Double-Checked Locking is Broken
Double-checked locking is a software design pattern for reducing the overhead of acquiring a lock. The program checks locking criteria first, and acquires the lock only if the check indicates that locking is required.
Lazy initialization is a commonly used tactic for delaying the object initialization until the first time it is accessed. In multi-threaded environments, initialization is usually not thread safe, so locking is required to protect the critical section. Since only the first access requires locking, double-checked locking is used to avoid locking overhead of subsequent accesses. However, on many languages and hardware, the design can be unsafe.
Single-threaded lazy initialization won't work in multi-threading
If we were writing single-threaded code, we could write a lazy initialization like this:
class Foo { private Helper helper = null; public Helper getHelper() { if (helper == null) helper = new Helper(); return helper; } }
This code works for a single thread, but if the code is run in 
multi-threaded environments,
two or more threads could find that helper is null at the same time, 
and create multiple copies of Helper object.
This can even cause a memory leak in some languages, such as C++.
 
As shown in the graph above, 
when threads either run concurrently on single processor (e.g., thread 1 and thread 2), 
or run in parallel on different processors simultaneously (e.g. thread 3 and thread 4),
they can create multiple copies of helper.
Always-synchronized solution is slow
To fix this issue, we can simply add a lock to this critical section as follows, so that only one thread can enter this critical section at a time.
class Foo { private Helper helper = null; public Helper getHelper() { synchronized(this) { if (helper == null) helper = new Helper(); return helper; } } }
 
However, we only need this section of code to be synchronized for the first thread access.

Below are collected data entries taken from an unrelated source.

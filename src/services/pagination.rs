//! 分页遍历 - 业务能力层
//!
//! 分页控件没有可靠的语义标记（没有 disabled、URL 不一定变化），
//! 因此用页面签名（URL + 行数 + 首行文字）的变化判断翻页是否真的发生。

use std::time::{Duration, Instant};

use anyhow::Result;
use phf::phf_set;
use tokio::time::sleep;
use tracing::{debug, info};

use crate::infrastructure::surface::{AutomationSurface, Clickable, TableSnapshot};
use crate::utils::text::normalize_signal;

/// 常见的“下一页”标签
static NEXT_LABELS: phf::Set<&'static str> = phf_set! {
    "›", ">", "»", "→", ">>", "›»",
    "PROXIMA", "PROXIMO", "PROXIMA PAGINA", "NEXT", "SEGUINTE", "AVANCAR",
};

/// 宽松匹配时使用的词根
const LOOSE_ROOTS: [&str; 5] = ["PROX", "NEXT", "SEGUINTE", "AVANC", "PAGE-NEXT"];
const LOOSE_GLYPHS: [char; 4] = ['›', '»', '>', '→'];

/// 页面签名
#[derive(Debug, Clone, PartialEq, Eq)]
pub struct PageSignature {
    pub url: String,
    pub row_count: usize,
    pub first_row_text: String,
}

impl PageSignature {
    pub fn of(table: &TableSnapshot) -> Self {
        Self {
            url: table.url.clone(),
            row_count: table.rows.len(),
            first_row_text: table
                .rows
                .first()
                .map(|r| r.text.trim().to_string())
                .unwrap_or_default(),
        }
    }
}

/// 翻页结果
#[derive(Debug, Clone, Copy, PartialEq, Eq)]
pub enum PageAdvance {
    /// 已翻到第 n 页
    Advanced(usize),
    /// 没有下一页
    Exhausted,
}

/// 下一页控件的匹配方式
#[derive(Debug, Clone, Copy, PartialEq, Eq)]
enum Criterion {
    Strict,
    Loose,
}

/// 分页遍历器
pub struct PaginationWalker {
    current_page: usize,
    /// 只考虑视口中该比例以下的元素
    min_vertical_ratio: f64,
    settle_timeout: Duration,
    poll_interval: Duration,
}

impl PaginationWalker {
    pub fn new(settle_timeout: Duration) -> Self {
        Self {
            current_page: 1,
            min_vertical_ratio: 0.45,
            settle_timeout,
            poll_interval: Duration::from_millis(250),
        }
    }

    pub fn current_page(&self) -> usize {
        self.current_page
    }

    /// 尝试翻到下一页
    pub async fn advance<S: AutomationSurface + ?Sized>(&mut self, surface: &S) -> Result<PageAdvance> {
        let before = PageSignature::of(&surface.table_snapshot().await?);
        let candidates = self.candidates(surface).await?;

        let strict = choose_next(&candidates, self.current_page, Criterion::Strict);
        if let Some(target) = strict {
            debug!("点击下一页控件: '{}'", target.label);
            surface.click(&target.handle).await?;
            if self.wait_for_change(surface, &before).await? {
                return Ok(self.mark_advanced());
            }
        }

        // 签名未变化，用宽松条件再试一次
        let loose = choose_next(&candidates, self.current_page, Criterion::Loose)
            .filter(|c| strict.map_or(true, |s| s.handle != c.handle))
            .or(strict);
        if let Some(target) = loose {
            debug!("宽松匹配重试下一页控件: '{}'", target.label);
            surface.click(&target.handle).await?;
            if self.wait_for_change(surface, &before).await? {
                return Ok(self.mark_advanced());
            }
        }

        info!("📄 第 {} 页之后没有更多结果", self.current_page);
        Ok(PageAdvance::Exhausted)
    }

    fn mark_advanced(&mut self) -> PageAdvance {
        self.current_page += 1;
        info!("📄 已翻到第 {} 页", self.current_page);
        PageAdvance::Advanced(self.current_page)
    }

    async fn candidates<S: AutomationSurface + ?Sized>(&self, surface: &S) -> Result<Vec<Clickable>> {
        Ok(surface
            .clickables()
            .await?
            .into_iter()
            .filter(|c| c.visible && !c.disabled && c.vertical_ratio >= self.min_vertical_ratio)
            .collect())
    }

    /// 在超时内轮询签名，变化返回 true
    async fn wait_for_change<S: AutomationSurface + ?Sized>(
        &self,
        surface: &S,
        before: &PageSignature,
    ) -> Result<bool> {
        let deadline = Instant::now() + self.settle_timeout;
        loop {
            let now = PageSignature::of(&surface.table_snapshot().await?);
            if &now != before {
                return Ok(true);
            }
            if Instant::now() >= deadline {
                return Ok(false);
            }
            // 网络空闲后再比一次即可结束等待
            let remaining = deadline.saturating_duration_since(Instant::now());
            if surface.wait_for_network_idle(remaining.min(self.poll_interval)).await? {
                let now = PageSignature::of(&surface.table_snapshot().await?);
                return Ok(&now != before);
            }
            sleep(self.poll_interval.min(remaining)).await;
        }
    }
}

/// 在候选中选择下一页控件
fn choose_next(candidates: &[Clickable], current_page: usize, criterion: Criterion) -> Option<&Clickable> {
    match criterion {
        Criterion::Strict => {
            let wanted = (current_page + 1).to_string();
            candidates
                .iter()
                .find(|c| c.label.trim() == wanted)
                .or_else(|| {
                    candidates
                        .iter()
                        .find(|c| NEXT_LABELS.contains(normalize_signal(&c.label).as_str()))
                })
        }
        Criterion::Loose => candidates.iter().rev().find(|c| {
            let text = normalize_signal(&format!("{} {}", c.label, c.hint));
            LOOSE_ROOTS.iter().any(|root| text.contains(root))
                || c.label.chars().any(|ch| LOOSE_GLYPHS.contains(&ch))
        }),
    }
}
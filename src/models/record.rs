use chrono::{DateTime, Local};

use crate::models::job::ExecutionMode;

/// 运行结果状态
#[derive(Debug, Clone, Copy, PartialEq, Eq)]
pub enum RunStatus {
    Sucesso,
    Erro,
    Simulado,
    Parcial,
}

impl RunStatus {
    pub fn as_str(self) -> &'static str {
        match self {
            RunStatus::Sucesso => "sucesso",
            RunStatus::Erro => "erro",
            RunStatus::Simulado => "simulado",
            RunStatus::Parcial => "parcial",
        }
    }
}

/// 执行记录，每次任务运行结束时写入一次
#[derive(Debug, Clone)]
pub struct ExecutionRecord {
    pub owner: String,
    pub account_id: String,
    pub account_name: String,
    pub mode: ExecutionMode,
    pub total_files: usize,
    pub status: RunStatus,
    pub detail: String,
    pub timestamp: DateTime<Local>,
}
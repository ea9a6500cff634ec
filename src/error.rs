use std::path::PathBuf;

use thiserror::Error;

/// 应用程序错误类型
#[derive(Debug, Error)]
pub enum AppError {
    /// 浏览器相关错误
    #[error("浏览器错误: {0}")]
    Browser(#[from] BrowserError),
    /// 配置错误
    #[error("配置错误: {0}")]
    Config(#[from] ConfigError),
    /// 登录失败
    #[error("认证错误: {0}")]
    Auth(#[from] AuthError),
    /// 文件下载捕获失败
    #[error("下载错误: {0}")]
    Capture(#[from] CaptureError),
    /// 文件写入错误
    #[error("存储错误: {0}")]
    Storage(#[from] StorageError),
    /// 历史记录写入错误
    #[error("历史记录错误: {0}")]
    History(#[from] rusqlite::Error),
    /// 其他错误（用于包装第三方库错误）
    #[error("错误: {0}")]
    Other(#[from] anyhow::Error),
}

/// 浏览器相关错误
#[derive(Debug, Error)]
pub enum BrowserError {
    /// 启动浏览器失败
    #[error("启动浏览器失败: {0}")]
    LaunchFailed(String),
    /// 浏览器配置失败
    #[error("浏览器配置失败: {0}")]
    ConfigurationFailed(String),
    /// 导航失败
    #[error("导航到 {url} 失败: {reason}")]
    NavigationFailed { url: String, reason: String },
    /// 元素已失效
    #[error("元素句柄已失效: {0}")]
    StaleHandle(String),
}

/// 配置错误，在打开任何浏览器会话之前即为致命错误
#[derive(Debug, Error)]
pub enum ConfigError {
    /// 环境变量解析失败
    #[error("环境变量 {var_name} 解析失败: 值 '{value}' 无法转换为 {expected_type}")]
    EnvVarParseFailed {
        var_name: String,
        value: String,
        expected_type: String,
    },
    /// 证书文件不存在
    #[error("证书文件不存在: {}", path.display())]
    CertificateMissing { path: PathBuf },
    /// 证书无法解析（密码错误或格式错误）
    #[error("证书无效 ({}): {reason}", path.display())]
    CertificateInvalid { path: PathBuf, reason: String },
    /// 账号文件读取失败
    #[error("无法读取账号文件 {}: {reason}", path.display())]
    AccountsFile { path: PathBuf, reason: String },
}

/// 认证错误
#[derive(Debug, Error)]
pub enum AuthError {
    /// 登录后仍停留在登录页面
    #[error("登录后仍停留在登录页面 (尝试 {attempts} 次)")]
    StillOnLoginSurface { attempts: usize },
    /// 登录表单缺失
    #[error("未找到登录表单字段: {0}")]
    FormNotFound(String),
}

/// 下载捕获错误
#[derive(Debug, Error)]
pub enum CaptureError {
    /// HTTP 响应非 2xx
    #[error("HTTP 状态异常 {status}: {url}")]
    HttpStatus { url: String, status: u16 },
    /// 响应体无法读取
    #[error("无法读取响应体 ({url}): {reason}")]
    BodyUnreadable { url: String, reason: String },
    /// 文件扩展名与请求格式不一致
    #[error("文件类型不匹配: 期望 {expected}, 实际 {actual}")]
    ExtensionMismatch { expected: String, actual: String },
    /// 空文件
    #[error("下载内容为空")]
    EmptyPayload,
    /// 所有通道均失败
    #[error("所有下载通道均失败: {}", reasons.join("; "))]
    AllChannelsFailed { reasons: Vec<String> },
}

/// 文件写入错误
#[derive(Debug, Error)]
pub enum StorageError {
    /// 创建目录失败
    #[error("创建目录失败 {}: {source}", path.display())]
    CreateDirectory {
        path: PathBuf,
        #[source]
        source: std::io::Error,
    },
    /// 写入文件失败
    #[error("写入文件失败 {}: {source}", path.display())]
    WriteFailed {
        path: PathBuf,
        #[source]
        source: std::io::Error,
    },
}

// ========== 便捷构造函数 ==========

impl CaptureError {
    /// 创建扩展名不匹配错误
    pub fn mismatch(expected: impl Into<String>, actual: impl Into<String>) -> Self {
        CaptureError::ExtensionMismatch {
            expected: expected.into(),
            actual: actual.into(),
        }
    }
}

// ========== Result 类型别名 ==========

/// 应用程序结果类型
pub type AppResult<T> = Result<T, AppError>;

#[cfg(test)]
mod tests {
    use super::*;

    #[test]
    fn test_all_channels_message_joins_reasons() {
        let err = CaptureError::AllChannelsFailed {
            reasons: vec!["popup: timeout".to_string(), "get: 404".to_string()],
        };
        assert_eq!(
            err.to_string(),
            "所有下载通道均失败: popup: timeout; get: 404"
        );
    }
}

After the object is created, acquiring and releasing lock is unnecessary, and they can have a huge performance impact.
What we want is something like this:
 
Only the first thread will enter the synchronized section and create the object. 
Once the helper is initialized, all subsequent accesses can run in parallel
without synchronization.
Intuitively, we can come up with the following steps to do this job:
- Check if the object is initialized without locking. If it is, then return the object immediately.
- Acquire the lock and check again if the object is initialized. If another thread has previously grabbed the lock, the current thread can see the object is created, and return the object.
- Otherwise, the current thread will create the object and return.
With the guidelines above, we will get the following code:
class Foo { private Helper helper = null; public Helper getHelper() { if (helper == null) { // first check synchronized(this) { if (helper == null) // second check helper = new Helper(); } } return helper; } }
This tactic is called double-checked locking.
Double-checked locking is broken
However, this code is not guaranteed to work.
helper = new Helper() is not an atomic operation,
it consists of multiple instructions allocating space, initializing fields of the object,
and assigning address to helper. 
In order to show what is really happening there,
we expand helper = new Helper() with some pseudocode 
and inline the object initialization code.
class Foo { private Helper helper = null; public Helper getHelper() { if (helper == null) { synchronized(this) { if (helper == null) { ptr = allocate(); ptr.field1 = initField1(); ptr.field2 = initField2(); helper = ptr; } } } return helper; } }
In order to improve overall performance,
some compilers, memory systems, or processors may reorder the instructions,
like moving helper = ptr before initializing fields of the object.
class Foo { private Helper helper = null; public Helper getHelper() { if (helper == null) { synchronized(this) { if (helper == null) { ptr = allocate(); helper = ptr; ptr.field1 = initField1(); ptr.field2 = initField2(); } } } return helper; } }
This reordering is legal because there is no data dependency between helper = ptr
and the instructions for initializing fields. 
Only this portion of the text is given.